The minimum key length recommended for RSA at the specified URL is 768. This is an enhancement request to raise the minimum level of key length from 512 to 768 in ssh-keygen. I will attach the patch for this enhancement
Created attachment 1031 [details] Patch to update the minimum keylength bits to 1024 I received an input from Tom, the author of libtomcrypt (http://libtomcrypt.org/) that minimum recommended key length is 1024 in general. So the patch is modified from the description of enhancement request #1, so that it checks for atleast 1024 bits.
As a compromise we increased the minimum RSA key size to 768 bits so it's still usable on older/slower machines. We have also enforced a DSA key size of exactly 1024 bits since that's apparently what FIPS 186-2 specifies (and the SSH protocol specs reference that for the DSA definition).

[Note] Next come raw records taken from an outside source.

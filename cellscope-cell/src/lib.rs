//! cellscope-cell: Unit-cell histogram exploration.
//!
//! This crate filters a crystal population by regions of interest on the six
//! cell-parameter histograms and derives a consensus unit cell from the
//! crystals that survive every active region:
//! - **Selection** - per-dimension regions, intersection filter, binning
//! - **Histogram** - per-centering bin counts for display
//! - **Consensus** - normal fits, majority centering, lattice classification
//!
#![warn(missing_docs)]

mod consensus;
mod error;
mod histogram;
mod lattice;
mod selection;
mod stats;

pub use consensus::{Consensus, ConsensusBuilder, ConsensusConfig};
pub use error::{ConsensusError, Result};
pub use histogram::Histogram;
pub use lattice::{classify_lattice, LatticeTolerances};
pub use selection::{BinningConfig, Region, SelectionDimension, SelectionSession};
pub use stats::NormalFit;
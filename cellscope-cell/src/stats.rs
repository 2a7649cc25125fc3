//! Normal-distribution fitting.
#![allow(clippy::cast_precision_loss)]

#[cfg(feature = "serde")]
use serde::{Deserialize, Serialize};

/// Maximum-likelihood normal fit of a sample.
#[derive(Debug, Clone, Copy, PartialEq)]
#[cfg_attr(feature = "serde", derive(Serialize, Deserialize))]
pub struct NormalFit {
    /// Sample mean.
    pub mean: f64,
    /// Population standard deviation.
    pub std_dev: f64,
}

impl NormalFit {
    /// Fits a normal distribution; `None` for an empty sample.
    #[must_use]
    pub fn fit(values: &[f64]) -> Option<Self> {
        if values.is_empty() {
            return None;
        }
        let n = values.len() as f64;
        let mean = values.iter().sum::<f64>() / n;
        let variance = values.iter().map(|v| (v - mean).powi(2)).sum::<f64>() / n;
        Some(Self {
            mean,
            std_dev: variance.sqrt(),
        })
    }
}

#[cfg(test)]
mod tests {
    use super::*;
    use approx::assert_relative_eq;

    #[test]
    fn test_fit() {
        let fit = NormalFit::fit(&[2.0, 4.0, 4.0, 4.0, 5.0, 5.0, 7.0, 9.0]).unwrap();
        assert_relative_eq!(fit.mean, 5.0);
        assert_relative_eq!(fit.std_dev, 2.0);
    }

    #[test]
    fn test_fit_single_and_empty() {
        let fit = NormalFit::fit(&[79.3]).unwrap();
        assert_relative_eq!(fit.mean, 79.3);
        assert_relative_eq!(fit.std_dev, 0.0);
        assert!(NormalFit::fit(&[]).is_none());
    }
}
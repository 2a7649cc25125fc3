#![allow(clippy::cast_precision_loss)]
use approx::assert_abs_diff_eq;
use cellscope_cell::{BinningConfig, ConsensusBuilder, ConsensusError, SelectionSession};
use cellscope_core::{CellParameter, Centering, Crystal, LatticeLabel, LatticeType, UniqueAxis};
use std::collections::BTreeSet;

// 40 crystals around a C-centred monoclinic cell (unique axis b), with a
// handful of outliers on different parameters.
fn population() -> Vec<Crystal> {
    let mut crystals = Vec::new();
    for i in 0..36 {
        let jitter = f64::from(i % 5) * 0.1 - 0.2;
        let centering = if i % 12 == 0 { Centering::P } else { Centering::C };
        crystals.push(Crystal::new(
            format!("run1.h5 //{i} #0"),
            [
                61.0 + jitter,
                90.5 - jitter,
                65.2 + jitter,
                90.0,
                118.0 + jitter * 0.5,
                90.0,
            ],
            centering,
            LatticeLabel::new(LatticeType::Monoclinic, UniqueAxis::B),
        ));
    }
    let outliers = [
        [45.0, 90.5, 65.2, 90.0, 118.0, 90.0],
        [61.0, 120.0, 65.2, 90.0, 118.0, 90.0],
        [61.0, 90.5, 65.2, 75.0, 118.0, 90.0],
        [61.0, 90.5, 65.2, 90.0, 118.0, 100.0],
    ];
    for (i, cell) in outliers.into_iter().enumerate() {
        crystals.push(Crystal::new(
            format!("run2.h5 //{i} #1"),
            cell,
            Centering::P,
            LatticeLabel::placeholder(),
        ));
    }
    crystals
}

const REGIONS: [(CellParameter, f64, f64); 6] = [
    (CellParameter::A, 60.0, 62.0),
    (CellParameter::B, 89.0, 92.0),
    (CellParameter::C, 64.0, 66.0),
    (CellParameter::Alfa, 89.0, 91.0),
    (CellParameter::Beta, 117.0, 119.0),
    (CellParameter::Gamma, 89.0, 91.0),
];

fn select_all(session: &mut SelectionSession) {
    for (parameter, lo, hi) in REGIONS {
        session.set_region(parameter, lo, hi);
    }
}

fn brute_force(crystals: &[Crystal], regions: &[(CellParameter, f64, f64)]) -> Vec<usize> {
    crystals
        .iter()
        .enumerate()
        .filter(|(_, crystal)| {
            regions.iter().all(|&(p, lo, hi)| {
                let v = crystal.parameter(p);
                v >= lo && v <= hi
            })
        })
        .map(|(i, _)| i)
        .collect()
}

#[test]
fn test_partition_matches_intersection() {
    let crystals = population();
    let expected = brute_force(&crystals, &REGIONS);
    let mut session = SelectionSession::new(crystals, BinningConfig::default());
    select_all(&mut session);

    let n = session.population().len();
    let k = expected.len();
    assert_eq!(k, 36);
    assert_eq!(session.included(), expected.as_slice());
    assert_eq!(session.excluded().len(), n - k);

    let union: BTreeSet<usize> = session
        .included()
        .iter()
        .chain(session.excluded())
        .copied()
        .collect();
    assert_eq!(union.len(), n);
    assert_eq!(union, (0..n).collect());
}

#[test]
fn test_set_region_is_idempotent() {
    let mut session = SelectionSession::new(population(), BinningConfig::default());
    session.set_region(CellParameter::B, 89.0, 92.0);
    let first = (session.included().to_vec(), session.excluded().to_vec());
    session.set_region(CellParameter::B, 89.0, 92.0);
    let second = (session.included().to_vec(), session.excluded().to_vec());
    assert_eq!(first, second);
    assert_eq!(first.1.len(), 1);
}

#[test]
fn test_degenerate_region_deactivates_dimension() {
    let mut session = SelectionSession::new(population(), BinningConfig::default());
    session.set_region(CellParameter::A, 60.0, 62.0);
    session.set_region(CellParameter::Gamma, 89.0, 91.0);
    let before = session.included().to_vec();

    session.set_region(CellParameter::Beta, 117.97, 118.03);
    assert!(session.included().len() < before.len());

    session.set_region(CellParameter::Beta, 5.0, 5.0);
    assert_eq!(session.included(), before.as_slice());
    assert!(!session.dimension(CellParameter::Beta).is_selected());
    assert_eq!(session.dimension(CellParameter::Beta).region(), None);
}

#[test]
fn test_consensus_requires_every_dimension() {
    let mut session = SelectionSession::new(population(), BinningConfig::default());
    session.set_region(CellParameter::A, 60.0, 62.0);
    session.set_region(CellParameter::C, 64.0, 66.0);

    let err = ConsensusBuilder::new().build_for_session(&session).unwrap_err();
    assert_eq!(
        err,
        ConsensusError::NotReady {
            missing: vec![
                CellParameter::B,
                CellParameter::Alfa,
                CellParameter::Beta,
                CellParameter::Gamma
            ],
        }
    );
    assert!(err.to_string().contains("missing: b, alfa, beta, gamma"));
}

#[test]
fn test_consensus_over_selection() {
    let mut session = SelectionSession::new(population(), BinningConfig::default());
    select_all(&mut session);

    let consensus = ConsensusBuilder::new().build_for_session(&session).unwrap();
    let cell = consensus.cell;
    assert_eq!(consensus.crystals, 36);
    // 33 of 36 are C-centred.
    assert_eq!(cell.centering, Centering::C);
    assert_eq!(cell.lattice_type, LatticeType::Monoclinic);
    assert_eq!(cell.unique_axis, UniqueAxis::B);
    assert_abs_diff_eq!(cell.a, 61.0, epsilon = 0.02);
    assert_abs_diff_eq!(cell.b, 90.5, epsilon = 0.02);
    assert_abs_diff_eq!(cell.gamma, 90.0, epsilon = 1e-9);
    assert!(consensus.fits[0].std_dev > 0.0);
}

#[test]
fn test_selection_that_excludes_everything() {
    let mut session = SelectionSession::new(population(), BinningConfig::default());
    select_all(&mut session);
    session.set_region(CellParameter::A, 10.0, 20.0);
    assert!(session.included().is_empty());
    assert_eq!(
        ConsensusBuilder::new().build_for_session(&session).unwrap_err(),
        ConsensusError::EmptySelection
    );
}
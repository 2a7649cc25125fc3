//! Consensus unit cell.

use crate::{CellParameter, Centering, LatticeType, UniqueAxis};

#[cfg(feature = "serde")]
use serde::{Deserialize, Serialize};

/// A unit cell derived from a filtered crystal population.
#[derive(Debug, Clone, Copy, PartialEq)]
#[cfg_attr(feature = "serde", derive(Serialize, Deserialize))]
pub struct UnitCell {
    pub lattice_type: LatticeType,
    pub unique_axis: UniqueAxis,
    pub centering: Centering,
    /// Lengths in Å.
    pub a: f64,
    pub b: f64,
    pub c: f64,
    /// Angles in degrees.
    pub alfa: f64,
    pub beta: f64,
    pub gamma: f64,
}

impl UnitCell {
    /// Value of one cell parameter.
    #[must_use]
    pub fn parameter(&self, parameter: CellParameter) -> f64 {
        match parameter {
            CellParameter::A => self.a,
            CellParameter::B => self.b,
            CellParameter::C => self.c,
            CellParameter::Alfa => self.alfa,
            CellParameter::Beta => self.beta,
            CellParameter::Gamma => self.gamma,
        }
    }
}
//! cellscope-io: File I/O for cellscope.
//!
//! This crate reads CrystFEL geometry and stream files, memory-maps raw
//! detector images via memmap2, and writes unit-cell files and composed
//! images.
//!

mod error;
pub mod geometry;
mod image;
pub mod stream;
mod writer;

pub use error::{Error, Result};
pub use geometry::{parse_direction, parse_geometry, read_geometry};
pub use image::RawImageReader;
pub use stream::{cell_from_reciprocal, read_stream, Chunk, CrystalRecord, IndexedCrystal, StreamFile};
pub use writer::{format_unit_cell, ImageWriter, UnitCellWriter, UNIT_CELL_FILE};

Thanks.
Well the FIPS may specify 1024 bits for DSA but is there any reason besides the FIPS why larger DSA keys should not be used? Are they less secure (probably not). Maybe issuing a warning instead of fatal() would be much more appropriate.
(In reply to comment #3) > Well the FIPS may specify 1024 bits for DSA but is there any reason besides the > FIPS why larger DSA keys should not be used? Are they less secure (probably > not). They're not less secure, but they're apparently not (much?) more secure. The security is apparently limited by the 160 bit subgroup that's part of the public key, and the use of SHA1 (again, 160 bits). So there's no real security gain, and the larger keys can confuse other implementations which do adhere strictly to the spec. If you want big keys, use RSA.
Change all RESOLVED bug to CLOSED with the exception of the ones fixed post-4.4.